Debian would be the most obvious choice. Perhaps Alma is also a good option. If you would like a european option, OpenSUSE leap can also do the job.
Professional Server grade distro, would probably be either Ubuntu, Red Hat Enterprise Linux or OpenSUSE Enterprise Linux.
For my personal homelab server I run Arch Linux, but I wouldn’t do it in an enterprise.
openSUSE is sadly not an option at scaleway. Otherwise it wasn’t a choice xD
My AI says I should always choose Debian 12 (last stabel) instead of 13 (latest build). Is this still a thing? Not hosting applications that needs to be reliably run on latest builds?
I think there are many right answers, and in the end it’s dependent on your personal likings. I am self-hosting using Fedora, and I couldn’t be happier.
Best fit is always dependent on how you’re planning to use it. Find out what your requirements before you set up a server.
Generally Debian is chosen very often, but I’d wager pretty much any distro will do. Your own experience goes a long way in making a distro a good choice.
Which one has the biggest repositpry libruary off the bat? It’s a GUI-less server. So no browser downloading of .deb files anyways.
arch linux btw
Debian & Alma of course!
how common is ubuntu on servers?
At my workplace 95% is running ubuntu. Those servers that doesn’t, are running crappy Microsoft server, and those are just because the applications weren’t yet running on linux, but everything does now, so I gues they will switch to ubuntu very shortly.

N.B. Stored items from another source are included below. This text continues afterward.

//! # Hub: the context object producers, listeners and drivers share.
//!
//! A [`Hub`] bundles one [`CategoryRegistry`], one [`Bus`] and one
//! [`ResponseStore`] with the [`Config`] they run under. It is constructed
//! once and passed around by clone; there is no process-wide instance, so
//! tests get isolation by building their own hub.
//!
//! ```text
//! Hub ─┬─ registry   register(name) / lookup(name)
//!      ├─ bus        create / attach / sweep
//!      ├─ responses  store / take / sweep
//!      └─ config     tick, default lifetimes, drain cadence
//!
//! Hub::tick() ──► bus.sweep() + responses.sweep()
//! ```

use std::sync::Arc;

use tracing::debug;

use crate::core::config::Config;
use crate::error::ConfigError;
use crate::events::{Bus, Category, CategoryRegistry, EventId, Payload, ResponseStore};
use crate::listeners::ListenerId;

/// Outcome of one [`Hub::tick`].
#[derive(Debug, Clone, Copy, Default, PartialEq, Eq)]
pub struct SweepReport {
    /// Broadcast events evicted from the bus.
    pub events: usize,
    /// Stored responses that expired.
    pub responses: usize,
}

impl SweepReport {
    /// Events and responses evicted together.
    #[inline]
    pub fn total(&self) -> usize {
        self.events + self.responses
    }
}

/// Shared context: registry, bus, response store and configuration.
#[derive(Clone, Debug)]
pub struct Hub {
    cfg: Arc<Config>,
    registry: Arc<CategoryRegistry>,
    bus: Bus,
    responses: ResponseStore,
}

impl Hub {
    /// Creates a hub after validating `cfg`.
    pub fn new(cfg: Config) -> Result<Self, ConfigError> {
        cfg.validate()?;
        let bus = Bus::new();
        let responses = ResponseStore::new(&bus);
        debug!(tick = ?cfg.tick, default_lifetime = cfg.default_lifetime, "hub created");

        Ok(Self {
            cfg: Arc::new(cfg),
            registry: Arc::new(CategoryRegistry::new()),
            bus,
            responses,
        })
    }

    /// Configuration the hub was validated with.
    #[inline]
    pub fn config(&self) -> &Config {
        &self.cfg
    }

    /// Category names interned for this hub.
    #[inline]
    pub fn registry(&self) -> &CategoryRegistry {
        &self.registry
    }

    /// Bus producers and subscriptions share.
    #[inline]
    pub fn bus(&self) -> &Bus {
        &self.bus
    }

    /// Per-recipient response queues.
    #[inline]
    pub fn responses(&self) -> &ResponseStore {
        &self.responses
    }

    /// Shorthand for `registry().register(name)`.
    pub fn category(&self, name: &str) -> Category {
        self.registry.register(name)
    }

    /// Creates and dispatches an event with the configured default lifetime.
    pub fn emit(&self, category: Category, payload: Payload) -> EventId {
        self.bus.create(category, self.cfg.default_lifetime, payload)
    }

    /// Stores a response for `recipient` with the configured response lifetime.
    pub fn respond(&self, recipient: ListenerId, category: Category, payload: Payload) -> EventId {
        self.responses
            .store(recipient, category, self.cfg.response_lifetime, payload)
    }

    /// Advances one tick: sweeps the bus and the response store.
    pub fn tick(&self) -> SweepReport {
        SweepReport {
            events: self.bus.sweep(),
            responses: self.responses.sweep(),
        }
    }
}
//! Error types used by the hub runtime.
//!
//! The event path itself never fails: unknown names resolve to
//! [`Category::UNKNOWN`](crate::Category::UNKNOWN) and dispatch without
//! subscribers is a no-op. Errors only surface at the edges:
//!
//! - [`ConfigError`]: a [`Config`](crate::Config) that cannot drive a hub.
//! - [`BusError`]: a [`Subscription`](crate::Subscription) used with another bus.
//!
//! Both types provide `as_label` for logs/metrics.

use thiserror::Error;

/// # Errors produced while validating a [`Config`](crate::Config).
#[non_exhaustive]
#[derive(Error, Debug, Clone, PartialEq, Eq)]
pub enum ConfigError {
    /// The tick period is zero; an interval driver cannot be built from it.
    #[error("tick period must be greater than zero")]
    ZeroTick,

    /// A default lifetime is zero, so events would be evicted on the very next sweep.
    #[error("{field} must be at least one tick")]
    ZeroLifetime {
        /// Name of the offending configuration field.
        field: &'static str,
    },
}

impl ConfigError {
    /// Returns a short stable label (snake_case) for use in logs/metrics.
    ///
    /// # Example
    /// ```
    /// use tickhub::ConfigError;
    ///
    /// assert_eq!(ConfigError::ZeroTick.as_label(), "config_zero_tick");
    /// ```
    pub fn as_label(&self) -> &'static str {
        match self {
            ConfigError::ZeroTick => "config_zero_tick",
            ConfigError::ZeroLifetime { .. } => "config_zero_lifetime",
        }
    }
}

/// # Errors produced by [`Bus`](crate::Bus) subscription management.
#[non_exhaustive]
#[derive(Error, Debug, Clone, PartialEq, Eq)]
pub enum BusError {
    /// The subscription was attached to a different bus instance.
    #[error("listener '{listener}' belongs to another bus")]
    ForeignListener {
        /// Name of the listener behind the subscription.
        listener: &'static str,
    },
}

impl BusError {
    /// Returns a short stable label (snake_case) for use in logs/metrics.
    pub fn as_label(&self) -> &'static str {
        match self {
            BusError::ForeignListener { .. } => "bus_foreign_listener",
        }
    }
}

#[cfg(test)]
mod tests {
    use super::*;

    #[test]
    fn labels_are_stable() {
        assert_eq!(
            ConfigError::ZeroLifetime { field: "default_lifetime" }.as_label(),
            "config_zero_lifetime"
        );
        assert_eq!(
            BusError::ForeignListener { listener: "x" }.as_label(),
            "bus_foreign_listener"
        );
    }

    #[test]
    fn messages_name_the_field() {
        let err = ConfigError::ZeroLifetime { field: "response_lifetime" };
        assert_eq!(err.to_string(), "response_lifetime must be at least one tick");
    }
}
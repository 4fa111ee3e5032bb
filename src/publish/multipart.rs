use thiserror::Error;

/// Boundary used for every outbound body. The endpoint only accepts this
/// literal, so no part may contain it.
pub const BOUNDARY: &str = "----------ThIs_Is_tHe_bouNdaRY_$";

const CRLF: &[u8] = b"\r\n";

/// A file part: raw bytes sent as `application/octet-stream`.
#[derive(Debug, Clone, Copy)]
pub struct FilePart<'a> {
    pub name: &'a str,
    pub filename: &'a str,
    pub data: &'a [u8],
}

/// A part contained the boundary and would have split the body.
#[derive(Debug, Error, PartialEq, Eq)]
#[error("Multipart part '{part}' contains the body boundary")]
pub struct BoundaryCollision {
    pub part: String,
}

/// An encoded `multipart/form-data` body with its `Content-Type` header value.
#[derive(Debug, Clone)]
pub struct MultipartBody {
    pub content_type: String,
    pub body: Vec<u8>,
}

/// Encode text fields followed by file parts, in the order given.
///
/// Each part starts with `--BOUNDARY`; lines end with CRLF; the body closes
/// with `--BOUNDARY--` and a trailing CRLF. File content is copied verbatim.
///
/// Fails if any name, value, file name or file content contains [`BOUNDARY`].
pub fn encode_multipart(
    fields: &[(&str, &str)],
    files: &[FilePart<'_>],
) -> Result<MultipartBody, BoundaryCollision> {
    for (name, value) in fields {
        if contains_boundary(name.as_bytes()) || contains_boundary(value.as_bytes()) {
            return Err(BoundaryCollision {
                part: name.to_string(),
            });
        }
    }
    for file in files {
        if contains_boundary(file.name.as_bytes())
            || contains_boundary(file.filename.as_bytes())
            || contains_boundary(file.data)
        {
            return Err(BoundaryCollision {
                part: file.name.to_string(),
            });
        }
    }

    let mut lines: Vec<Vec<u8>> = Vec::with_capacity(4 * (fields.len() + files.len()) + 2);

    for (name, value) in fields {
        lines.push(format!("--{BOUNDARY}").into_bytes());
        lines.push(format!("Content-Disposition: form-data; name=\"{name}\"").into_bytes());
        lines.push(Vec::new());
        lines.push(value.as_bytes().to_vec());
    }

    for file in files {
        lines.push(format!("--{BOUNDARY}").into_bytes());
        lines.push(
            format!(
                "Content-Disposition: form-data; name=\"{}\"; filename=\"{}\"",
                file.name, file.filename
            )
            .into_bytes(),
        );
        lines.push(b"Content-Type: application/octet-stream".to_vec());
        lines.push(Vec::new());
        lines.push(file.data.to_vec());
    }

    lines.push(format!("--{BOUNDARY}--").into_bytes());
    lines.push(Vec::new());

    Ok(MultipartBody {
        content_type: format!("multipart/form-data; boundary={BOUNDARY}"),
        body: lines.join(CRLF),
    })
}

fn contains_boundary(bytes: &[u8]) -> bool {
    bytes
        .windows(BOUNDARY.len())
        .any(|window| window == BOUNDARY.as_bytes())
}
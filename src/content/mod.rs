//! Article enrichment: full body markup and lead image scraped from the
//! source page of each tracked item.

mod decode;
mod enricher;
mod extract;

pub use decode::decode_page;
pub use enricher::{enrich_pending, EnrichReport};
pub use extract::{extract_article, image_name, resolve_image_url, ExtractedArticle};
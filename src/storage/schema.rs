use anyhow::Result;
use sqlx::{
    sqlite::{SqliteConnectOptions, SqlitePoolOptions},
    SqlitePool,
};
use std::str::FromStr;
use std::time::Duration;

use super::types::DatabaseError;

// ============================================================================
// Database
// ============================================================================

#[derive(Clone)]
pub struct Database {
    pub(crate) pool: SqlitePool,
}

impl Database {
    /// Open a database connection and run migrations
    ///
    /// `":memory:"` opens a private in-memory database (used by tests).
    ///
    /// # Errors
    ///
    /// Returns `DatabaseError::Migration` if the schema could not be created,
    /// `DatabaseError::Other` for connection errors.
    pub async fn open(path: &str) -> Result<Self, DatabaseError> {
        let url = format!("sqlite:{}?mode=rwc", path);

        // busy_timeout=5000: wait up to 5 seconds for a lock held by an
        // overlapping invocation before failing with SQLITE_BUSY.
        let options = SqliteConnectOptions::from_str(&url)?.pragma("busy_timeout", "5000");

        // One connection: a run is a single session, and every write goes
        // through one transaction at a time.
        let pool = SqlitePoolOptions::new()
            .max_connections(1)
            .acquire_timeout(Duration::from_secs(10))
            .connect_with(options)
            .await?;
        let db = Self { pool };
        db.migrate()
            .await
            .map_err(|e| DatabaseError::Migration(e.to_string()))?;
        tracing::debug!(path = %path, "Database opened");
        Ok(db)
    }

    /// Run database migrations atomically within a transaction.
    ///
    /// All statements use `IF NOT EXISTS`, so re-running on an existing
    /// database is a no-op.
    async fn migrate(&self) -> Result<()> {
        let mut tx = self.pool.begin().await?;

        sqlx::query(
            r#"
            CREATE TABLE IF NOT EXISTS tracked_items (
                id INTEGER PRIMARY KEY AUTOINCREMENT,
                title TEXT NOT NULL,
                url TEXT UNIQUE NOT NULL,
                content TEXT NOT NULL DEFAULT '',
                image BLOB NOT NULL DEFAULT x'',
                image_name TEXT NOT NULL DEFAULT '',
                process_flag INTEGER NOT NULL DEFAULT 0,
                last_error TEXT,
                created_at INTEGER NOT NULL,
                updated_at INTEGER NOT NULL,
                published_at INTEGER
            )
        "#,
        )
        .execute(&mut *tx)
        .await?;

        // Both selection queries filter on process_flag
        sqlx::query(
            "CREATE INDEX IF NOT EXISTS idx_tracked_items_flag ON tracked_items(process_flag)",
        )
        .execute(&mut *tx)
        .await?;

        // Partial index for the enrichment selection (content still empty)
        sqlx::query(
            "CREATE INDEX IF NOT EXISTS idx_tracked_items_unenriched ON tracked_items(process_flag) WHERE content = ''",
        )
        .execute(&mut *tx)
        .await?;

        tx.commit().await?;

        Ok(())
    }
}
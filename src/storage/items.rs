use anyhow::Result;
use sqlx::{Sqlite, Transaction};

use super::schema::Database;
use super::types::{Enrichment, NewItem, ProcessFlag, StatusCounts, TrackedItem, TrackedItemRow};

/// Column list shared by every item query
const ITEM_COLUMNS: &str = "id, title, url, content, image, image_name, process_flag, \
                            last_error, created_at, updated_at, published_at";

// ============================================================================
// Reads
// ============================================================================

impl Database {
    /// Begin a write session. Every mutation of a run goes through one of these;
    /// dropping it without [`Session::commit`] rolls back.
    pub async fn begin(&self) -> Result<Session> {
        let tx = self.pool.begin().await?;
        Ok(Session { tx })
    }

    /// Items still lacking content that have not reached a terminal state.
    pub async fn needing_enrichment(&self) -> Result<Vec<TrackedItem>> {
        let sql = format!(
            "SELECT {ITEM_COLUMNS} FROM tracked_items \
             WHERE content = '' AND process_flag >= 0 AND process_flag < ? \
             ORDER BY id"
        );
        let rows = sqlx::query_as::<_, TrackedItemRow>(&sql)
            .bind(ProcessFlag::ABANDONED.value())
            .fetch_all(&self.pool)
            .await?;

        Ok(rows.into_iter().map(TrackedItemRow::into_item).collect())
    }

    /// Items eligible for a publish attempt (`0 <= process_flag < 10`).
    pub async fn publishable(&self) -> Result<Vec<TrackedItem>> {
        let sql = format!(
            "SELECT {ITEM_COLUMNS} FROM tracked_items \
             WHERE process_flag >= 0 AND process_flag < ? \
             ORDER BY id"
        );
        let rows = sqlx::query_as::<_, TrackedItemRow>(&sql)
            .bind(ProcessFlag::ABANDONED.value())
            .fetch_all(&self.pool)
            .await?;

        Ok(rows.into_iter().map(TrackedItemRow::into_item).collect())
    }

    pub async fn get_item(&self, id: i64) -> Result<Option<TrackedItem>> {
        let sql = format!("SELECT {ITEM_COLUMNS} FROM tracked_items WHERE id = ?");
        let row = sqlx::query_as::<_, TrackedItemRow>(&sql)
            .bind(id)
            .fetch_optional(&self.pool)
            .await?;

        Ok(row.map(TrackedItemRow::into_item))
    }

    pub async fn find_by_url(&self, url: &str) -> Result<Option<TrackedItem>> {
        let sql = format!("SELECT {ITEM_COLUMNS} FROM tracked_items WHERE url = ?");
        let row = sqlx::query_as::<_, TrackedItemRow>(&sql)
            .bind(url)
            .fetch_optional(&self.pool)
            .await?;

        Ok(row.map(TrackedItemRow::into_item))
    }

    pub async fn count_items(&self) -> Result<i64> {
        let (count,): (i64,) = sqlx::query_as("SELECT COUNT(*) FROM tracked_items")
            .fetch_one(&self.pool)
            .await?;
        Ok(count)
    }

    /// Count rows in each publish state.
    pub async fn status_counts(&self) -> Result<StatusCounts> {
        let (pending, retrying, done, abandoned): (i64, i64, i64, i64) = sqlx::query_as(
            r#"
            SELECT
                COUNT(CASE WHEN process_flag = 0 THEN 1 END),
                COUNT(CASE WHEN process_flag > 0 AND process_flag < ? THEN 1 END),
                COUNT(CASE WHEN process_flag < 0 THEN 1 END),
                COUNT(CASE WHEN process_flag >= ? THEN 1 END)
            FROM tracked_items
        "#,
        )
        .bind(ProcessFlag::ABANDONED.value())
        .bind(ProcessFlag::ABANDONED.value())
        .fetch_one(&self.pool)
        .await?;

        Ok(StatusCounts {
            pending,
            retrying,
            done,
            abandoned,
        })
    }
}

// ============================================================================
// Session
// ============================================================================

/// One storage transaction.
///
/// Flag writes are guarded by the flag value the caller read
/// (`WHERE process_flag = old`) and by `0 <= process_flag < 10`, so a stale
/// or repeated write can never move a flag backwards or out of a terminal
/// state. Guarded writes that match no row report `None`/`false`.
pub struct Session {
    tx: Transaction<'static, Sqlite>,
}

impl Session {
    pub async fn find_by_url(&mut self, url: &str) -> Result<Option<TrackedItem>> {
        let sql = format!("SELECT {ITEM_COLUMNS} FROM tracked_items WHERE url = ?");
        let row = sqlx::query_as::<_, TrackedItemRow>(&sql)
            .bind(url)
            .fetch_optional(&mut *self.tx)
            .await?;

        Ok(row.map(TrackedItemRow::into_item))
    }

    /// Insert a new pending item, returning its id.
    ///
    /// Fails on a duplicate URL (UNIQUE constraint).
    pub async fn insert(&mut self, item: &NewItem) -> Result<i64> {
        let now = chrono::Utc::now().timestamp();
        let (id,): (i64,) = sqlx::query_as(
            r#"
            INSERT INTO tracked_items (title, url, process_flag, created_at, updated_at)
            VALUES (?, ?, ?, ?, ?)
            RETURNING id
        "#,
        )
        .bind(&item.title)
        .bind(&item.url)
        .bind(ProcessFlag::PENDING.value())
        .bind(now)
        .bind(now)
        .fetch_one(&mut *self.tx)
        .await?;

        Ok(id)
    }

    /// Store enriched content and lead image together. The flag is untouched.
    ///
    /// Returns false if the item already has content or is terminal.
    pub async fn apply_enrichment(
        &mut self,
        item: &TrackedItem,
        enrichment: &Enrichment,
    ) -> Result<bool> {
        let now = chrono::Utc::now().timestamp();
        let result = sqlx::query(
            r#"
            UPDATE tracked_items
            SET content = ?, image = ?, image_name = ?, updated_at = ?
            WHERE id = ? AND content = '' AND process_flag >= 0 AND process_flag < ?
        "#,
        )
        .bind(&enrichment.content)
        .bind(&enrichment.image)
        .bind(&enrichment.image_name)
        .bind(now)
        .bind(item.id)
        .bind(ProcessFlag::ABANDONED.value())
        .execute(&mut *self.tx)
        .await?;

        Ok(result.rows_affected() > 0)
    }

    /// Count one more failed attempt, returning the new flag.
    pub async fn record_failure(
        &mut self,
        item: &TrackedItem,
        reason: &str,
    ) -> Result<Option<ProcessFlag>> {
        let next = item.process_flag.after_failure();
        self.write_flag(item, next, Some(reason), None).await
    }

    /// Mark the item published, returning the new flag.
    pub async fn record_success(&mut self, item: &TrackedItem) -> Result<Option<ProcessFlag>> {
        let next = item.process_flag.after_success();
        let now = chrono::Utc::now().timestamp();
        self.write_flag(item, next, None, Some(now)).await
    }

    async fn write_flag(
        &mut self,
        item: &TrackedItem,
        next: ProcessFlag,
        last_error: Option<&str>,
        published_at: Option<i64>,
    ) -> Result<Option<ProcessFlag>> {
        if item.process_flag.is_terminal() {
            return Ok(None);
        }

        let now = chrono::Utc::now().timestamp();
        let row: Option<(i64,)> = sqlx::query_as(
            r#"
            UPDATE tracked_items
            SET process_flag = ?, last_error = ?, published_at = COALESCE(?, published_at),
                updated_at = ?
            WHERE id = ? AND process_flag = ? AND process_flag >= 0 AND process_flag < ?
            RETURNING process_flag
        "#,
        )
        .bind(next.value())
        .bind(last_error)
        .bind(published_at)
        .bind(now)
        .bind(item.id)
        .bind(item.process_flag.value())
        .bind(ProcessFlag::ABANDONED.value())
        .fetch_optional(&mut *self.tx)
        .await?;

        Ok(row.map(|(flag,)| ProcessFlag::from_raw(flag)))
    }

    pub async fn commit(self) -> Result<()> {
        self.tx.commit().await?;
        Ok(())
    }
}
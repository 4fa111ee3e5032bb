use anyhow::{Context, Result};
use clap::Parser;
use std::path::PathBuf;

use feedcast::config::Config;
use feedcast::pipeline::Pipeline;
use feedcast::storage::Database;

#[derive(Parser, Debug)]
#[command(
    name = "feedcast",
    version,
    about = "Repost new feed entries with full content to a social-media endpoint"
)]
struct Args {
    /// Profile to run (a [profiles.<name>] table in the config file)
    profile: String,

    /// Path to the config file
    #[arg(long, env = "FEEDCAST_CONFIG", default_value = "feedcast.toml")]
    config: PathBuf,
}

#[tokio::main(flavor = "current_thread")]
async fn main() -> Result<()> {
    tracing_subscriber::fmt()
        .with_env_filter(
            tracing_subscriber::EnvFilter::try_from_default_env()
                .unwrap_or_else(|_| tracing_subscriber::EnvFilter::new("feedcast=info")),
        )
        .init();

    let args = Args::parse();

    let config = Config::load(&args.config, &args.profile).with_context(|| {
        format!(
            "Failed to load profile '{}' from {}",
            args.profile,
            args.config.display()
        )
    })?;
    tracing::debug!(config = ?config, "Resolved configuration");

    let db_path = config
        .database
        .to_str()
        .ok_or_else(|| anyhow::anyhow!("Invalid UTF-8 in database path"))?
        .to_string();
    let db = Database::open(&db_path)
        .await
        .with_context(|| format!("Failed to open database {}", db_path))?;

    let pipeline = Pipeline::new(config, db)?;
    let report = pipeline.run().await?;
    tracing::debug!(report = ?report, "Pipeline finished");

    Ok(())
}
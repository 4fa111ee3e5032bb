use encoding_rs::{Encoding, UTF_16BE, UTF_16LE, UTF_8};

/// How far into a page to look for a `<meta>` charset declaration.
const META_SNIFF_LEN: usize = 1024;

/// Decode an HTML page to text.
///
/// The charset comes from the `Content-Type` header when it names a known
/// encoding, then from a `<meta>` declaration near the top of the page, then
/// defaults to UTF-8. A byte-order mark overrides all three.
pub fn decode_page(body: &[u8], content_type: Option<&str>) -> String {
    let encoding = content_type
        .and_then(charset_param)
        .and_then(|label| Encoding::for_label(label.as_bytes()))
        .or_else(|| sniff_meta_charset(body))
        .unwrap_or(UTF_8);

    let (text, used, malformed) = encoding.decode(body);
    if malformed {
        tracing::debug!(encoding = used.name(), "Page contained malformed sequences");
    }
    text.into_owned()
}

/// `charset` parameter of a `Content-Type` value.
fn charset_param(content_type: &str) -> Option<&str> {
    content_type.split(';').skip(1).find_map(|param| {
        let (key, value) = param.split_once('=')?;
        key.trim()
            .eq_ignore_ascii_case("charset")
            .then(|| value.trim().trim_matches(|c| c == '"' || c == '\''))
    })
}

/// Charset declared by `<meta charset>` or `<meta http-equiv content>`.
fn sniff_meta_charset(body: &[u8]) -> Option<&'static Encoding> {
    let head = &body[..body.len().min(META_SNIFF_LEN)];
    let head = String::from_utf8_lossy(head).to_ascii_lowercase();

    head.match_indices("<meta").find_map(|(start, _)| {
        let tag = &head[start..];
        let tag = &tag[..tag.find('>').unwrap_or(tag.len())];
        let after = &tag[tag.find("charset")? + "charset".len()..];
        let value = after.trim_start().strip_prefix('=')?.trim_start();
        let value = value.trim_start_matches(|c| c == '"' || c == '\'');
        let label: String = value
            .chars()
            .take_while(|c| c.is_ascii_alphanumeric() || matches!(c, '-' | '_' | '.' | ':'))
            .collect();

        // A page cannot declare itself UTF-16 in ASCII-compatible markup
        Encoding::for_label(label.as_bytes()).map(|e| {
            if e == UTF_16LE || e == UTF_16BE {
                UTF_8
            } else {
                e
            }
        })
    })
}
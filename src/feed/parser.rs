use anyhow::Result;
use feed_rs::parser;

/// A `(title, url)` pair taken from one feed entry.
#[derive(Debug, Clone, PartialEq, Eq)]
pub struct FeedEntry {
    pub title: String,
    pub url: String,
}

/// Parsed entries plus the number dropped for lacking a title or link.
#[derive(Debug)]
pub struct ParseResult {
    pub entries: Vec<FeedEntry>,
    pub skipped: usize,
}

/// Parse RSS/Atom/JSON Feed bytes into entries, keeping document order.
pub fn parse_feed(bytes: &[u8]) -> Result<ParseResult> {
    let feed = parser::parse(bytes)?;

    let mut skipped = 0;
    let entries = feed
        .entries
        .into_iter()
        .filter_map(|entry| {
            let title = entry
                .title
                .map(|t| t.content.trim().to_string())
                .filter(|t| !t.is_empty());
            let url = entry
                .links
                .first()
                .map(|l| l.href.trim().to_string())
                .filter(|u| !u.is_empty());

            match (title, url) {
                (Some(title), Some(url)) => Some(FeedEntry { title, url }),
                _ => {
                    skipped += 1;
                    None
                }
            }
        })
        .collect();

    Ok(ParseResult { entries, skipped })
}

Can’t say anything for professional use, but debian is rock solid, always a strong choice for servers.
I personally favour Alpine Linux for its minimalism, but Devuan or Debian are fine, and more familiar choices, too. Depending on what you intend to run, especially appliance-like things, OpenBSD might be a good alternative.
I’ve used rocky Linux on a couple of boxes and it’s been very good to me though I’ve since rationalised everything to Debian for the sake of simplifying my setup.